Потом началась Реставрация, и, в сущности, с тех пор все покатилось под горку. Карл II, неопытный король, так и не оценил идеологические усилия Комитета. Может быть, он был прав. Драйден и прочие старались, но возобладали сатирики и распутники. Рочестер
[75]
стал дурным примером, оставленным нами для публики, и даже Церкви пришлось, скрепя сердце, осудить его под конец жизни за полный разврат. Как там? — улыбнувшись, он процитировал:
Проснувшись с горячей хмельной головою,
О шлюхе ушедшей так страстно я взвою,
Что с нетерпением воззвав к любезному пажу,
Любимцу муз, без промедленья засажу
Его читать любви моей страницу,
Не оцененную безграмотной блудницей.
Со всей определенностью стало ясно, что пора что-то менять, к концу восемнадцатого века, когда Комитет столкнулся с «Клубом адского пламени». Предельно развратное заведение, где девственниц приносили в жертву на фаллический алтарь общества. Принц Уэльский, премьер-министр и архиепископ Кентерберийский входили в число членов клуба, и в известной степени именно из-за их упадочных настроений, самодовольства, растленности нами были утрачены американские колонии. Когда это произошло, Комитет буквально сделал судорожный вдох. Америка восстала, Франция восстала, и ни в той, ни в другой стране свыше столетия не могло быть ясного понимания любви. Фактически вплоть до появления таких средств увеселения, как фонограф и целлулоидная пленка. С тех пор как Кромвель возглавил немытую чернь, не представлялось лучшей возможности навязать республике слабое и некомпетентное правительство. Комитет опасался утратить контроль навсегда и привел в действие план, состоящий из двух частей. Во-первых, он уполномочил Джона Уилкса, некогда — члена того самого «Клуба адского пламени», возглавить революцию, которая никогда не сможет быть успешной, чтобы к народу наконец вернулся почтительный страх перед властями. Затем, в начале девятнадцатого века, операция Комитета по любви вступила в завершающую фазу. Любовь снова вышла на первый план, заняла свое место в политически зрелом и нравственном обществе Комитет заказал создание романтизма. Вордсворт, Колридж, Китс, Шелли, Байрон, лучшие писатели эпохи, лучшие художники того времени, — все они были мобилизованы, чтобы восстановить главенство любви и романтики. До сих пор мы живем их наследием. Любовь к одной женщине, страсть, чувства, цель и смысл жизни! Жизнь, любовь, любовь, жизнь. Все это было сказано тогда, все было создано воображением романтиков. Вернулись порядок и стабильность.
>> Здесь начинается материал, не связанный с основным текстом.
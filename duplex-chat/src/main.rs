use anyhow::Result;
use clap::Parser;
use tokio::{
    io::{BufReader, Stdout},
    net::TcpStream,
};
use tracing::error;

use duplex_chat::{
    cli::{ClientArgs, Cli, Command, ServerArgs},
    connection::Connection,
    establish::{self, EstablishError, Listener},
    session::{Session, write_notice},
};

const PROMPT_NOTICE: &str = "*** type a message and press enter, 'quit' to leave";

fn init_tracing() {
    use tracing_subscriber::{EnvFilter, fmt};

    let filter = EnvFilter::try_from_default_env().unwrap_or_else(|_| EnvFilter::new("info"));
    let _ = fmt()
        .with_env_filter(filter)
        .with_target(false)
        .with_writer(std::io::stderr)
        .try_init();
}

fn main() -> Result<()> {
    init_tracing();
    let cli = Cli::parse();

    let runtime = tokio::runtime::Builder::new_multi_thread()
        .enable_all()
        .build()?;
    let result = runtime.block_on(run(cli));
    // A pending stdin read holds a blocking-pool thread until the next line
    // arrives, so the runtime must not wait for it.
    runtime.shutdown_background();
    result
}

async fn run(cli: Cli) -> Result<()> {
    let mut stdout = tokio::io::stdout();
    let (role, stream, peer_label) = match cli.command {
        Command::Server(args) => ("server", serve(&args, &mut stdout).await?, args.peer_label),
        Command::Client(args) => ("client", dial(&args, &mut stdout).await?, args.peer_label),
    };

    write_notice(&mut stdout, PROMPT_NOTICE).await?;

    let console = BufReader::new(tokio::io::stdin());
    let session = Session::new(console, Connection::new(stream), stdout, peer_label);
    let mut summary = session.run_until_ctrl_c().await;
    write_notice(&mut summary.output, &format!("*** {role} terminated")).await?;

    Ok(())
}

async fn serve(args: &ServerArgs, stdout: &mut Stdout) -> Result<TcpStream> {
    let listener = Listener::bind(&args.host, args.port).map_err(report)?;
    let addr = listener.local_addr()?;
    write_notice(stdout, &format!("*** waiting for a peer on {addr}")).await?;

    let (stream, peer) = listener.accept_one().await.map_err(report)?;
    write_notice(stdout, &format!("*** peer connected from {peer}")).await?;
    Ok(stream)
}

async fn dial(args: &ClientArgs, stdout: &mut Stdout) -> Result<TcpStream> {
    let stream = establish::connect(&args.host, args.port)
        .await
        .map_err(report)?;
    write_notice(stdout, &format!("*** connected to {}:{}", args.host, args.port)).await?;
    Ok(stream)
}

fn report(err: EstablishError) -> anyhow::Error {
    error!(error = %err, hint = %err.hint(), "could not establish connection");
    err.into()
}
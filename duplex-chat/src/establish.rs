//! Producing the single connected stream an endpoint chats over.
//!
//! The client side resolves and connects; the server side binds, listens and
//! accepts exactly one peer. Either way the result is a plain [`TcpStream`]
//! and any failure is final for the run: nothing here retries.

use std::{
    fmt, io,
    net::{IpAddr, SocketAddr},
};

use tokio::net::{TcpListener, TcpSocket, TcpStream, lookup_host};
use tracing::{debug, info};

/// Pending connections the kernel may queue before `accept`.
const LISTEN_BACKLOG: u32 = 3;

/// Why an endpoint could not get a connection.
///
/// `InvalidAddress` and `Connect` are the two client-side failures and are
/// deliberately separate so the operator can tell a typo from a server that
/// is not running. The rest belong to the server side.
#[derive(Debug)]
pub enum EstablishError {
    /// The host is neither an IP literal nor a resolvable hostname.
    InvalidAddress { host: String },
    /// Every resolved address refused the connection or was unreachable.
    Connect { target: String, source: io::Error },
    /// The socket could not be created or configured.
    Socket(io::Error),
    /// The port could not be claimed, usually because it is in use.
    Bind { addr: SocketAddr, source: io::Error },
    /// The bound socket could not enter the listening state.
    Listen(io::Error),
    /// Waiting for the peer failed.
    Accept(io::Error),
}

impl EstablishError {
    /// A suggested remedy to show next to the error.
    pub fn hint(&self) -> String {
        match self {
            EstablishError::InvalidAddress { .. } => {
                "use an IPv4/IPv6 address such as 127.0.0.1 or a valid hostname".to_string()
            }
            EstablishError::Connect { .. } => "the server may not be running, the address or port \
                 may be wrong, or a firewall may be blocking it; start the server first and retry"
                .to_string(),
            EstablishError::Socket(_) => {
                "system resources may be exhausted; close other programs and retry".to_string()
            }
            EstablishError::Bind { addr, .. } => format!(
                "port {} may already be in use; run `lsof -i :{}` to find the process, \
                 stop it or choose another port",
                addr.port(),
                addr.port()
            ),
            EstablishError::Listen(_) => {
                "check the socket limits of this system and restart the server".to_string()
            }
            EstablishError::Accept(_) => "restart the server and connect again".to_string(),
        }
    }
}

impl fmt::Display for EstablishError {
    fn fmt(&self, f: &mut fmt::Formatter<'_>) -> fmt::Result {
        match self {
            EstablishError::InvalidAddress { host } => write!(f, "invalid address: {host}"),
            EstablishError::Connect { target, source } => {
                write!(f, "failed to connect to {target}: {source}")
            }
            EstablishError::Socket(err) => write!(f, "failed to create socket: {err}"),
            EstablishError::Bind { addr, source } => write!(f, "failed to bind {addr}: {source}"),
            EstablishError::Listen(err) => write!(f, "failed to listen: {err}"),
            EstablishError::Accept(err) => write!(f, "failed to accept peer: {err}"),
        }
    }
}

impl std::error::Error for EstablishError {
    fn source(&self) -> Option<&(dyn std::error::Error + 'static)> {
        match self {
            EstablishError::InvalidAddress { .. } => None,
            EstablishError::Connect { source, .. } | EstablishError::Bind { source, .. } => {
                Some(source)
            }
            EstablishError::Socket(err) | EstablishError::Listen(err) | EstablishError::Accept(err) => {
                Some(err)
            }
        }
    }
}

/// Resolve `host` and open a connection to the first address that answers.
pub async fn connect(host: &str, port: u16) -> Result<TcpStream, EstablishError> {
    let target = format!("{host}:{port}");
    let mut last_error = None;

    for addr in resolve(host, port).await? {
        match TcpStream::connect(addr).await {
            Ok(stream) => {
                info!(%addr, "connected");
                return Ok(stream);
            }
            Err(err) => {
                debug!(%addr, error = %err, "connect attempt failed");
                last_error = Some(err);
            }
        }
    }

    let source = last_error.unwrap_or_else(|| io::Error::from(io::ErrorKind::AddrNotAvailable));
    Err(EstablishError::Connect { target, source })
}

async fn resolve(host: &str, port: u16) -> Result<Vec<SocketAddr>, EstablishError> {
    if let Ok(ip) = host.parse::<IpAddr>() {
        return Ok(vec![SocketAddr::new(ip, port)]);
    }

    let invalid = || EstablishError::InvalidAddress {
        host: host.to_string(),
    };
    if !is_hostname(host) {
        return Err(invalid());
    }

    let addrs: Vec<SocketAddr> = lookup_host((host, port))
        .await
        .map_err(|_| invalid())?
        .collect();
    if addrs.is_empty() {
        return Err(invalid());
    }
    Ok(addrs)
}

fn is_hostname(host: &str) -> bool {
    !host.is_empty()
        && host.len() <= 253
        && host.split('.').all(|label| {
            !label.is_empty()
                && label.len() <= 63
                && !label.starts_with('-')
                && !label.ends_with('-')
                && label.bytes().all(|b| b.is_ascii_alphanumeric() || b == b'-')
        })
}

/// A listening socket that hands out exactly one connection.
pub struct Listener {
    inner: TcpListener,
}

impl Listener {
    /// Claim `host:port` with address reuse enabled and start listening.
    ///
    /// Must be called from within a Tokio runtime.
    pub fn bind(host: &str, port: u16) -> Result<Self, EstablishError> {
        let ip = host
            .parse::<IpAddr>()
            .map_err(|_| EstablishError::InvalidAddress {
                host: host.to_string(),
            })?;
        let addr = SocketAddr::new(ip, port);

        let socket = match ip {
            IpAddr::V4(_) => TcpSocket::new_v4(),
            IpAddr::V6(_) => TcpSocket::new_v6(),
        }
        .map_err(EstablishError::Socket)?;
        // Lets a restarted server reclaim a port still in TIME_WAIT.
        socket.set_reuseaddr(true).map_err(EstablishError::Socket)?;
        socket
            .bind(addr)
            .map_err(|source| EstablishError::Bind { addr, source })?;
        let inner = socket.listen(LISTEN_BACKLOG).map_err(EstablishError::Listen)?;

        Ok(Self { inner })
    }

    pub fn local_addr(&self) -> io::Result<SocketAddr> {
        self.inner.local_addr()
    }

    /// Block until one peer connects. The listening socket is closed on
    /// return, so later connection attempts are refused.
    pub async fn accept_one(self) -> Result<(TcpStream, SocketAddr), EstablishError> {
        let (stream, peer) = self.inner.accept().await.map_err(EstablishError::Accept)?;
        info!(%peer, "peer connected");
        Ok((stream, peer))
    }
}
Далее, в 1819 году, когда все спорили о «Питерлоо»
[76]
, тревожась, не означает ли это начало новой английской революции, началась другая революция, не такая шумная, но гораздо более важная.
Понимаете, расходы на поддержание романтической идеологии становились огромными, просто недопустимыми. Пример Индии и других колоний доказывал, что дело идет лучше, когда организацией занимается частный сектор. И тут один гений изобрел любовь, которую можно есть. Ну, не совсем так. В швейцарском Веви
[77]
этот парень, Кайле его звали, Франсуа-Луи Кайле, изобрел твердый шоколад. Внезапно на рынке появился ходовой товар, компактная любовь, точнее, его употребление действовало как любовь, это лакомство стимулировало выработку в мозгу тех же самых химических веществ, эндорфинов и прочее. Комитет ухватился за возможность продать этот маркетинговый ингредиент любви концернам, которые хотели торговать таким удивительным продуктом.